Despite the annual cycle of vintages and stately chateaux that project an air of calm permanence, the world of wine is really a tumultuous place. As in any other industry, fashions and trends drive sales; regions fall in and out of favor; varieties are darlings one moment, duds the next. No wonder consumers find the process of buying wine mystifying, and a bit overwhelming - especially at the holidays.
If you’re eager to fill out some wine lover’s stocking with a special bottle this year, we suggest cutting out the tumult by focusing on guidelines rather than specifics.
First, it should come from a local wineshop where every wine on the shelf is there because someone personally chose it and the staff can speak knowledgeably about it.
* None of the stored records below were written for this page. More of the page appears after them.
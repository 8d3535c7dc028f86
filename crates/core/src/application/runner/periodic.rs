// Periodic runner loop

use super::constants::ERROR_RECOVERY_SLEEP_DURATION;
use super::{JobRunner, ShutdownToken};
use crate::application::recovery::RecoveryService;
use crate::error::Result;
use std::time::Duration;
use tokio::time::sleep;
use tracing::{error, info, warn};

/// Runs the job runner on a fixed interval until shutdown
pub struct PeriodicRunner {
    runner: JobRunner,
    recovery: Option<RecoveryService>,
    interval: Duration,
}

impl PeriodicRunner {
    pub fn new(runner: JobRunner, interval: Duration) -> Self {
        Self {
            runner,
            recovery: None,
            interval,
        }
    }

    /// Sweep stale locks before every pass
    pub fn with_recovery(mut self, recovery: RecoveryService) -> Self {
        self.recovery = Some(recovery);
        self
    }

    /// One iteration: sweep, then run. Returns the number of delivered jobs.
    pub async fn tick(&mut self) -> Result<usize> {
        if let Some(recovery) = &self.recovery {
            recovery.release_stale_locks().await?;
        }

        let report = self.runner.run().await?;
        if !report.is_clean() {
            warn!(
                run_id = %report.run_id,
                failed = report.failed.len(),
                errors = ?self.runner.errors(),
                "Run finished with failed jobs, they will be retried on the next pass"
            );
        }
        Ok(report.delivered)
    }

    /// Run loop with graceful shutdown support
    pub async fn run(&mut self, mut shutdown: ShutdownToken) -> Result<()> {
        info!(interval_ms = self.interval.as_millis() as u64, "Periodic runner started");
        loop {
            if shutdown.is_shutdown() {
                info!("Periodic runner shutting down");
                break;
            }
            let pause = match self.tick().await {
                Ok(_) => self.interval,
                Err(e) => {
                    error!(error = %e, "Runner pass failed");
                    ERROR_RECOVERY_SLEEP_DURATION.min(self.interval)
                }
            };
            tokio::select! {
                _ = sleep(pause) => {},
                _ = shutdown.wait() => {
                    info!("Periodic runner interrupted while idle");
                    break;
                }
            }
        }
        info!("Periodic runner stopped");
        Ok(())
    }
}
// Stale lock recovery
use crate::application::runner::constants::DEFAULT_STALE_LOCK_WINDOW_MS;
use crate::port::{JobStore, TimeProvider};
use std::sync::Arc;
use tracing::{info, warn};

/// Stale lock recovery service
///
/// A runner that crashes mid-run leaves its jobs locked under a run id nobody
/// will release. This service clears claims older than the recovery window so
/// the jobs become eligible again. A job released this way may have been
/// delivered already; it is then delivered a second time.
pub struct RecoveryService {
    job_store: Arc<dyn JobStore>,
    time_provider: Arc<dyn TimeProvider>,
    stale_after_ms: i64,
}

impl RecoveryService {
    /// Create a new recovery service
    ///
    /// # Arguments
    /// * `job_store` - Job store
    /// * `time_provider` - Time provider
    /// * `stale_after_ms` - Optional custom recovery window (default: 15 minutes)
    ///
    /// Runs restamp each claim before delivering it, so the window only has to
    /// exceed the longest single delivery.
    pub fn new(
        job_store: Arc<dyn JobStore>,
        time_provider: Arc<dyn TimeProvider>,
        stale_after_ms: Option<i64>,
    ) -> Self {
        Self {
            job_store,
            time_provider,
            stale_after_ms: stale_after_ms.unwrap_or(DEFAULT_STALE_LOCK_WINDOW_MS),
        }
    }

    /// Release locks older than the recovery window
    ///
    /// # Returns
    /// Number of jobs released
    pub async fn release_stale_locks(&self) -> crate::error::Result<u64> {
        let cutoff = self.time_provider.now_millis() - self.stale_after_ms;

        let released = self.job_store.release_stale(cutoff).await?;
        if released > 0 {
            warn!(
                released = %released,
                cutoff = %cutoff,
                "Released stale job locks left by an unfinished run"
            );
        } else {
            info!(cutoff = %cutoff, "No stale job locks found");
        }
        Ok(released)
    }
}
It should be the product of a passionate and skilled winemaker who is a conscientious curator of regional tradition, respectful of an agricultural patrimony, and dedicated to a personal vision of what his or her wine should be. And it should be frank in expression, moderate in alcohol, shapely in proportion, a good-natured companion at the table, and, above all, delicious.
Never produced in quantities that could begin to serve a mass market, and often from regions few are familiar with, wines of this character aren’t the easiest to find. The plus is that such things typically fly so far under the radar that we can still find and afford them.
Stuff a stocking with a wine with these characteristics and the particular region, grape variety, and vintage won’t matter a figgy pudding.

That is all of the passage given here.